I'm guessing this has to do with the same tech trend that caused the layoffs this past year. Budgets are tighter, bubbles are popping, and sources of revenue are being more exploited. But I do wonder if this particular one will work out for Google or not.

I for one plan on leaving the platform if I ever am completely unable to make it work without ads. I think there are many others who feel the same way. This may (I hope) make things worse for content creators, especially those who rely on their own sponsorships for revenue, and will drive them towards other less restrictive platforms.

It's not like I think it's immoral or wrong for Google to pull this, but it does bother me. YouTube has been around for so long, it's life a part of my life. It's my TV, it's the way I learn and become better at most things, and for many many people, it's their livelihood. My wife randomly said to me last week as I was teaching myself some drumstick fundamentals (the kind of fundamentals with deep intricacies that you can't see easily, and need an in-depth video to go into), "how did anyone ever learn anything before YouTube?" After having been around for so long, and being so ingrained, it feels weird for YouTube to suddenly switch up how it works. I'm someone who likes to skip around videos and go back and forth a lot. When ads are present on YouTube, I cannot stand how you'll skip to a section of a video, even without having watched much actual content in the video yet, and suddenly have to watch a giant string of ads. Having to watch ads like that will ruin my usage of the platform.

I also wonder if it's technically possible for YouTube to completely crack down on all ad-blockers, but I don't know enough about how their APIs work. But since so much of it it's happening client-side, I think they'd have to control the client to have complete control. This might be why youtube no longer works on Chrome when I have adblock plus, but it still works on Firefox for me.

Just pay?

If that wasn't a worse experience than using an adblock or sponsor block..

How is it worse?

Bruh. You're welcome to try it and see for yourself.

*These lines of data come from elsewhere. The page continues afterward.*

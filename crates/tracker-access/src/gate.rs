//! # Permission Gate
//!
//! Decides whether an actor may touch a resource, and when not, whether to
//! answer "not permitted" or "not found".
//!
//! ## Decision
//!
//! ```text
//! nested route? ── parent not visible to actor ──────────────→ NotPermitted
//!      │
//! id not a UUID ─────────────────────────────────────────────→ NotFound
//!      │
//! resource in scope (visible, or child of the visible parent) → Allowed
//!      │
//! resource exists elsewhere ─────────────────────────────────→ NotPermitted
//!      │
//! otherwise ─────────────────────────────────────────────────→ NotFound
//! ```
//!
//! An existing resource never resolves to NotFound. A missing one only
//! resolves to NotPermitted when its parent is not visible, so a nested
//! route never reveals whether the parent exists.

use std::sync::Arc;
use tracing::{debug, warn};
use tracker_model::{ActorRef, Collaboratable, ResourceKind, ResourceRef};
use tracker_store::{Catalog, CollaborationLedger, ResourceStore, StoreResult};
use uuid::Uuid;

use crate::actions::Verb;

/// Outcome of a permission check.
#[derive(Debug, Clone, PartialEq, Eq)]
pub enum Resolution<T> {
    /// The actor may proceed with the value.
    Allowed(T),
    /// The target exists (or is hidden behind a parent) but the actor may not touch it.
    NotPermitted,
    /// The target does not exist.
    NotFound,
}

/// The enclosing resource named by a nested route.
#[derive(Debug, Clone, PartialEq, Eq)]
pub struct ParentRoute {
    /// Kind of the parent
    pub kind: ResourceKind,

    /// Identifier as it appeared in the path
    pub raw_id: String,
}

impl ParentRoute {
    /// Creates a parent route.
    pub fn new(kind: ResourceKind, raw_id: impl Into<String>) -> Self {
        Self {
            kind,
            raw_id: raw_id.into(),
        }
    }
}

/// Permission gate over a store.
///
/// # Examples
///
/// ```rust,no_run
/// use std::sync::Arc;
/// use tracker_access::{PermissionGate, Resolution, Verb};
/// use tracker_model::{ActorRef, Project};
/// use tracker_store::MemoryStore;
///
/// async fn show(store: Arc<MemoryStore>, actor: ActorRef, id: &str) {
///     let gate = PermissionGate::new(store);
///     match gate.resolve::<Project>(&actor, Verb::Show, id, None).await.unwrap() {
///         Resolution::Allowed(project) => println!("{}", project.title),
///         Resolution::NotPermitted => println!("401"),
///         Resolution::NotFound => println!("404"),
///     }
/// }
/// ```
#[derive(Debug)]
pub struct PermissionGate<S: ?Sized> {
    store: Arc<S>,
}

impl<S: ?Sized> Clone for PermissionGate<S> {
    fn clone(&self) -> Self {
        Self {
            store: Arc::clone(&self.store),
        }
    }
}

impl<S> PermissionGate<S>
where
    S: CollaborationLedger + Catalog + ?Sized,
{
    /// Create a gate over `store`.
    pub fn new(store: Arc<S>) -> Self {
        Self { store }
    }

    /// Resolve the parent of a nested route.
    ///
    /// # Returns
    ///
    /// The parent reference if it exists and `actor` actively collaborates on
    /// it, `None` otherwise (including malformed ids).
    pub async fn parent(&self, actor: &ActorRef, route: &ParentRoute) -> StoreResult<Option<ResourceRef>> {
        let Ok(id) = Uuid::parse_str(&route.raw_id) else {
            debug!(parent = %route.kind, raw_id = %route.raw_id, "Malformed parent id");
            return Ok(None);
        };
        let parent = ResourceRef::new(route.kind, id);

        if self.store.is_collaborator(actor, &parent).await? && self.store.exists(&parent).await? {
            Ok(Some(parent))
        } else {
            debug!(%actor, %parent, "Parent not visible");
            Ok(None)
        }
    }

    /// The collection `actor` may list.
    ///
    /// Flat routes yield the resources the actor actively collaborates on.
    /// Nested routes yield every child of the parent, or
    /// [`Resolution::NotPermitted`] when the parent is not visible.
    pub async fn scope<T>(&self, actor: &ActorRef, parent: Option<&ParentRoute>) -> StoreResult<Resolution<Vec<T>>>
    where
        T: Collaboratable,
        S: ResourceStore<T>,
    {
        match parent {
            Some(route) => match self.parent(actor, route).await? {
                Some(parent) => Ok(Resolution::Allowed(
                    ResourceStore::<T>::children_of(&*self.store, &parent).await?,
                )),
                None => {
                    warn!(%actor, kind = %T::KIND, parent = %route.kind, "Denied nested collection");
                    Ok(Resolution::NotPermitted)
                }
            },
            None => Ok(Resolution::Allowed(
                ResourceStore::<T>::visible_to(&*self.store, actor).await?,
            )),
        }
    }

    /// Resolve one member for `verb`.
    pub async fn resolve<T>(
        &self,
        actor: &ActorRef,
        verb: Verb,
        raw_id: &str,
        parent: Option<&ParentRoute>,
    ) -> StoreResult<Resolution<T>>
    where
        T: Collaboratable,
        S: ResourceStore<T>,
    {
        let parent = match parent {
            Some(route) => match self.parent(actor, route).await? {
                Some(parent) => Some(parent),
                None => {
                    warn!(%actor, %verb, kind = %T::KIND, parent = %route.kind, "Denied: parent not visible");
                    return Ok(Resolution::NotPermitted);
                }
            },
            None => None,
        };

        let Ok(id) = Uuid::parse_str(raw_id) else {
            debug!(%verb, kind = %T::KIND, raw_id, "Malformed id");
            return Ok(Resolution::NotFound);
        };

        let Some(resource) = ResourceStore::<T>::fetch(&*self.store, id).await? else {
            debug!(%verb, kind = %T::KIND, %id, "Not found");
            return Ok(Resolution::NotFound);
        };

        let in_scope = match parent {
            Some(parent) => resource.parent() == Some(parent),
            None => {
                self.store
                    .is_collaborator(actor, &resource.reference())
                    .await?
            }
        };

        if in_scope {
            debug!(%actor, %verb, kind = %T::KIND, %id, "Allowed");
            Ok(Resolution::Allowed(resource))
        } else {
            warn!(%actor, %verb, kind = %T::KIND, %id, "Denied: no active collaboration");
            Ok(Resolution::NotPermitted)
        }
    }
}
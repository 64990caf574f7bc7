//! User accounts
//!
//! Users are the only actor kind. Account management happens outside the API;
//! users are created by seeding or by embedding code.

use chrono::{DateTime, Utc};
use serde::{Deserialize, Serialize};
use uuid::Uuid;

use crate::kind::ActorRef;
use crate::validation::{is_blank, ValidationErrors, BLANK};

/// A registered user.
#[derive(Debug, Clone, PartialEq, Eq, Serialize, Deserialize)]
pub struct User {
    /// Unique identifier for the user
    pub id: Uuid,

    /// Login email
    pub email: String,

    /// Given name
    pub first: String,

    /// Family name
    pub last: String,

    /// When the account was created
    pub created_at: DateTime<Utc>,

    /// When the account was last updated
    pub updated_at: DateTime<Utc>,
}

impl User {
    /// Creates a new user.
    ///
    /// # Examples
    ///
    /// ```
    /// use tracker_model::User;
    ///
    /// let user = User::new("yoda@dagobah.com", "Yoda", "the Great One");
    /// assert_eq!(user.display_name(), "Yoda the Great One");
    /// assert!(user.validate().is_ok());
    /// ```
    pub fn new(email: impl Into<String>, first: impl Into<String>, last: impl Into<String>) -> Self {
        let now = Utc::now();
        Self {
            id: Uuid::now_v7(),
            email: email.into(),
            first: first.into(),
            last: last.into(),
            created_at: now,
            updated_at: now,
        }
    }

    /// Reference to this user as a collaborator.
    pub fn actor(&self) -> ActorRef {
        ActorRef::user(self.id)
    }

    /// Full name for display.
    pub fn display_name(&self) -> String {
        format!("{} {}", self.first, self.last)
    }

    /// Email, first and last name are required.
    pub fn validate(&self) -> Result<(), ValidationErrors> {
        let mut errors = ValidationErrors::new();
        for (field, value) in [("email", &self.email), ("first", &self.first), ("last", &self.last)] {
            if is_blank(value) {
                errors.add(field, BLANK);
            }
        }
        errors.into_result()
    }
}
//! Collaboration records
//!
//! A collaboration links one actor to one collaboratable resource with a role
//! and a state. Visibility of every resource is derived from these records.

use chrono::{DateTime, Utc};
use serde::{Deserialize, Serialize};
use uuid::Uuid;

use crate::kind::{ActorRef, ResourceRef};
use crate::roles::{CollaborationState, Role};
use crate::validation::{ValidationErrors, BLANK};

/// Link between an actor and a collaboratable resource.
///
/// # Examples
///
/// ```
/// use uuid::Uuid;
/// use tracker_model::{ActorRef, Collaboration, CollaborationState, ResourceKind, ResourceRef};
///
/// let user = ActorRef::user(Uuid::now_v7());
/// let project = ResourceRef::new(ResourceKind::Project, Uuid::now_v7());
///
/// let invite = Collaboration::new(user, project);
/// assert_eq!(invite.role.as_str(), "collaborator");
/// assert_eq!(invite.state, CollaborationState::Pending);
///
/// let owner = Collaboration::ownership(user, project);
/// assert!(owner.is_owner());
/// assert!(owner.is_active());
/// ```
#[derive(Debug, Clone, PartialEq, Eq, Serialize, Deserialize)]
pub struct Collaboration {
    /// Unique collaboration ID
    pub id: Uuid,

    /// Actor holding the collaboration
    pub collaborator: ActorRef,

    /// Resource the collaboration grants access to
    pub collaboratable: ResourceRef,

    /// Role of the collaborator on the resource
    #[serde(default)]
    pub role: Role,

    /// Whether the collaboration has been accepted
    #[serde(default)]
    pub state: CollaborationState,

    /// When the record was created
    pub created_at: DateTime<Utc>,

    /// When the record was last updated
    pub updated_at: DateTime<Utc>,
}

impl Collaboration {
    /// Creates a pending collaboration with the default role.
    ///
    /// # Arguments
    ///
    /// * `collaborator` - The actor being granted access
    /// * `collaboratable` - The resource access is granted to
    pub fn new(collaborator: ActorRef, collaboratable: ResourceRef) -> Self {
        let now = Utc::now();
        Self {
            id: Uuid::now_v7(),
            collaborator,
            collaboratable,
            role: Role::default(),
            state: CollaborationState::default(),
            created_at: now,
            updated_at: now,
        }
    }

    /// Creates the active owner collaboration recorded when `collaborator`
    /// creates `collaboratable`.
    pub fn ownership(collaborator: ActorRef, collaboratable: ResourceRef) -> Self {
        Self::new(collaborator, collaboratable)
            .with_role(Role::owner())
            .with_state(CollaborationState::Active)
    }

    /// Set the role.
    pub fn with_role(mut self, role: impl Into<Role>) -> Self {
        self.role = role.into();
        self
    }

    /// Set the state.
    pub fn with_state(mut self, state: CollaborationState) -> Self {
        self.state = state;
        self
    }

    /// Check if the collaboration grants access.
    pub fn is_active(&self) -> bool {
        self.state.is_active()
    }

    /// Check if the collaborator owns the resource.
    pub fn is_owner(&self) -> bool {
        self.role.is_owner()
    }

    /// Check if this record links `actor` to `resource`.
    pub fn involves(&self, actor: &ActorRef, resource: &ResourceRef) -> bool {
        self.collaborator == *actor && self.collaboratable == *resource
    }

    /// Validate the record before it is persisted.
    ///
    /// The references are typed and always present; only the role can be
    /// missing.
    pub fn validate(&self) -> Result<(), ValidationErrors> {
        let mut errors = ValidationErrors::new();
        if self.role.is_blank() {
            errors.add("role", BLANK);
        }
        errors.into_result()
    }
}
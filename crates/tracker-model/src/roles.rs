//! Collaboration roles and states
//!
//! Roles are open-ended labels; only `owner` is ever assigned automatically.
//! States track whether a collaboration has been accepted: only `active`
//! collaborations grant access.

use serde::{Deserialize, Serialize};
use std::fmt;

/// Role carried by a collaboration record.
///
/// Role names are open strings. The two names the system knows about are
/// [`Role::OWNER`], assigned to the creator of a resource, and
/// [`Role::COLLABORATOR`], the default for shared access.
///
/// # Examples
///
/// ```
/// use tracker_model::Role;
///
/// assert_eq!(Role::default().as_str(), "collaborator");
/// assert!(Role::owner().is_owner());
/// assert!(!Role::new("reviewer").is_owner());
/// ```
#[derive(Debug, Clone, PartialEq, Eq, Hash, Serialize, Deserialize)]
#[serde(transparent)]
pub struct Role(String);

impl Role {
    /// Role name of a resource owner.
    pub const OWNER: &'static str = "owner";

    /// Default role name.
    pub const COLLABORATOR: &'static str = "collaborator";

    /// Creates a role with an arbitrary name.
    pub fn new(name: impl Into<String>) -> Self {
        Self(name.into())
    }

    /// The owner role.
    pub fn owner() -> Self {
        Self::new(Self::OWNER)
    }

    /// The default collaborator role.
    pub fn collaborator() -> Self {
        Self::new(Self::COLLABORATOR)
    }

    /// Get the role name.
    pub fn as_str(&self) -> &str {
        &self.0
    }

    /// Check if this is the owner role.
    pub fn is_owner(&self) -> bool {
        self.0 == Self::OWNER
    }

    /// A blank role name counts as a missing role.
    pub fn is_blank(&self) -> bool {
        self.0.trim().is_empty()
    }
}

impl Default for Role {
    fn default() -> Self {
        Self::collaborator()
    }
}

impl From<&str> for Role {
    fn from(name: &str) -> Self {
        Self::new(name)
    }
}

impl From<String> for Role {
    fn from(name: String) -> Self {
        Self(name)
    }
}

impl fmt::Display for Role {
    fn fmt(&self, f: &mut fmt::Formatter<'_>) -> fmt::Result {
        f.write_str(&self.0)
    }
}

/// Lifecycle state of a collaboration record.
#[derive(Debug, Clone, Copy, Serialize, Deserialize, PartialEq, Eq, Hash, Default)]
#[serde(rename_all = "snake_case")]
pub enum CollaborationState {
    /// Invited but not yet accepted; grants no access.
    #[default]
    Pending,

    /// Accepted; grants access to the collaboratable.
    Active,
}

impl CollaborationState {
    /// Get the string representation of the state.
    pub fn as_str(&self) -> &'static str {
        match self {
            Self::Pending => "pending",
            Self::Active => "active",
        }
    }

    /// Check if this state grants access.
    pub fn is_active(&self) -> bool {
        matches!(self, Self::Active)
    }
}

impl fmt::Display for CollaborationState {
    fn fmt(&self, f: &mut fmt::Formatter<'_>) -> fmt::Result {
        f.write_str(self.as_str())
    }
}

#[cfg(test)]
mod tests {
    use super::*;

    #[test]
    fn test_role_defaults_to_collaborator() {
        assert_eq!(Role::default(), Role::collaborator());
        assert_eq!(Role::default().as_str(), "collaborator");
    }

    #[test]
    fn test_role_is_open_string() {
        let role = Role::from("maintainer");
        assert_eq!(role.to_string(), "maintainer");
        assert!(!role.is_owner());
        assert!(!role.is_blank());
        assert!(Role::new("  ").is_blank());
    }

    #[test]
    fn test_role_serializes_as_plain_string() {
        let json = serde_json::to_value(Role::owner()).unwrap();
        assert_eq!(json, serde_json::json!("owner"));
    }

    #[test]
    fn test_state_defaults_to_pending() {
        assert_eq!(CollaborationState::default(), CollaborationState::Pending);
        assert!(!CollaborationState::Pending.is_active());
        assert!(CollaborationState::Active.is_active());
    }

    #[test]
    fn test_state_names() {
        assert_eq!(CollaborationState::Active.to_string(), "active");
        assert_eq!(
            serde_json::to_value(CollaborationState::Pending).unwrap(),
            serde_json::json!("pending")
        );
    }
}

YT without additional client-side mods is nagware filth full of Tiktok shit in the form of shorts, endless sponsor sections per video, awful community posts because what a video platform needs to be is social media too, and no end of miscellaneous garbage.

I have and I have not really experienced what you describe or don't care.

Maybe this is an app/browser thing? I almost only ever used the app for the past 8 years so I've not bothered to optimise the web client, perhaps there is a large difference there?

The one thing you mention that I have seen is the shorts. But that is one recommendation second from the top of the feed which I just scroll past and I'm not bothered by again, and occasionally the shorts are of interest to me.

It's possible we have very different tolerances, or what I consider severe annoyances aren't so for you.

The YT app by default is clogged with bullshit that gets in the way of my primary use case, which is to see videos from people I'm subscribed to, as well as occasional fresh recommendations. When I open it right now, even using a patched app, the entire front page is taken up by crap I'm not interested in, like live streams, shorts, or playlists.

Further, my modified client has a ton of QOL feature that YT either never had or has deprecated, like forcing video resolution and so on.

Strange. Some of that I have literally never seen promoted, like live streams.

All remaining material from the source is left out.